Methods of replacing endophyte-infected
A. Rotation--Rotating with other crops,
followed by seeding low-endophyte fescue, is an excellent approach. There
are many options ranging from no-till corn or a summer annual grass to
longer term rotations involving a perennial such as alfalfa or three annual
crops. With any rotation option, careful consideration must be given to
herbicide residues, erosion hazards (leave all waterways--it's better to
have a highly infected sod waterway than a non-infected gully), and the
complete destruction of the old fescue.
B. Prepared Seedbed - Certain situations
permit destroying the old sod through tillage, preparing a seedbed, and
then replanting non-infected fescue. However, it is often difficult to
completely destroy an old fescue sod by tillage.

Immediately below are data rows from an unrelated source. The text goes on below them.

//! CLI command definitions.
//!
//! This module defines the structure of all CLI subcommands.

use std::path::PathBuf;

use clap::{Args, Subcommand, ValueEnum};

/// Run command arguments.
#[derive(Debug, Args)]
pub struct RunCommand {
    /// Log file to append to (overrides configuration)
    #[arg(short, long, value_name = "FILE")]
    pub log: Option<PathBuf>,

    /// Inject a NaN reading on this cycle
    #[arg(long, value_name = "CYCLE")]
    pub fault_at: Option<u64>,

    /// Sample period in milliseconds (overrides configuration)
    #[arg(long, value_name = "MS")]
    pub period_ms: Option<u64>,

    /// Output format for the halt report
    #[arg(short, long, value_enum, default_value = "plain")]
    pub format: OutputFormat,
}

/// Dump command arguments.
#[derive(Debug, Args)]
pub struct DumpCommand {
    /// Log file to read (overrides configuration)
    #[arg(short, long, value_name = "FILE")]
    pub log: Option<PathBuf>,

    /// Output format
    #[arg(short, long, value_enum, default_value = "plain")]
    pub format: OutputFormat,
}

/// Configuration commands.
#[derive(Debug, Subcommand)]
pub enum ConfigCommand {
    /// Show current configuration
    Show {
        /// Output as JSON
        #[arg(short, long)]
        json: bool,
    },

    /// Show the configuration file path
    Path,

    /// Validate configuration
    Validate {
        /// Path to configuration file to validate
        #[arg(short, long)]
        file: Option<PathBuf>,
    },
}

/// Output format for commands.
#[derive(Debug, Clone, Copy, PartialEq, Eq, Default, ValueEnum)]
pub enum OutputFormat {
    /// Plain text output
    #[default]
    Plain,
    /// JSON output
    Json,
}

C. Chemical Kill No-Till - Where methods
A and B are not feasible, chemical kill of infected stands followed by
no-tillage planting is the only remaining option. This technique can be
used to go directly from infected fescue to non-infected fescue, or other
forage crops can be used in a rotation. It is critical that chemicals be
used effectively, thus killing all the existing infected fescue. In some
cases there may be common bermudagrass or other species which must also
be killed, requiring the use of more than one herbicide or a higher herbicide
rate. Effective sod kill requires attention to label instructions and striving
for optimum environmental and plant conditions that will permit greatest
chemical effectiveness. Consult Extension Service recommendations on chemicals,
rates, and time of application.
Best results from no-till tests have
been found with late summer or early autumn seedings of fescue. Although
chemical kill has been satisfactory in spring, summer drought and competition
from warm season annual weeds tend to reduce stands of spring-seeded fescue.
A particularly effective approach is
to use no-till plantings of annual forages after killing infected fescue.

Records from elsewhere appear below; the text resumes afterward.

//! Sensor driver abstraction.
//!
//! The pipeline only needs two things from a motion sensor: a one-time
//! bring-up and an atomic 6-axis read. Bus access, calibration and range
//! configuration belong to the driver behind [`SensorDriver`].

mod simulated;

pub use simulated::{SimulatedSensor, SimulatedSensorConfig};

use crate::error::Result;
use crate::sample::SensorSample;

/// A trait for motion sensor drivers.
///
/// Implementors own the hardware (or simulation) and hand out one
/// [`SensorSample`] per call to [`read`](Self::read).
#[async_trait::async_trait]
pub trait SensorDriver: Send {
    /// The name of this driver (for logging).
    fn name(&self) -> &'static str;

    /// Bring the sensor up.
    ///
    /// # Errors
    ///
    /// Returns [`Error::SensorInit`](crate::Error::SensorInit) if the sensor
    /// is absent or refuses configuration. This is fatal at startup.
    async fn initialize(&mut self) -> Result<()>;

    /// Take one reading.
    ///
    /// Always returns a sample; values may be invalid and are checked by the
    /// caller.
    async fn read(&mut self) -> SensorSample;
}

For example, infected fescue can be chemically killed in the spring and
a summer annual grass can be drilled into the killed sod, followed by no-till
planting of non-infected fescue in the fall. Similarly, fescue can be killed
in the fall followed by sod planting of winter annuals and, if desired,
sod planting of a summer annual grass the next spring. In this case, non-infected
fescue would be planted one year after the infected fescue was killed.
Use of annuals in this manner smothers fescue plants which escaped the
chemical treatment and also reduces the likelihood of insect damage to
seedling fescue plants.
Discovery of the fescue endophyte constitutes
a breakthrough of immense proportions. Most scientific advancements come
in small increments. In this case, we are seeing a dramatic increase in
the performance of animals grazing a tough, widely adapted perennial grass.
Despite some potential disadvantages, the proper establishment and management
of endophyte-free fescue constitutes an unprecedented opportunity for thousands
of livestock producers to obtain animal performance far superior to what
they would obtain by establishing, or keeping, endophyte-infected stands.
There are many endophyte-related studies
in progress, including several aimed at developing a better understanding
of fescue foot, fat necrosis, and horse reproductive problems. Future discoveries
may answer remaining questions relating to this problem and perhaps provide
additional solutions. It seems clear that application of the existing and
forthcoming technology relating to this breakthrough will have an immense
impact on livestock production in the fescue-growing region of the United
States, and perhaps in many other parts of the world.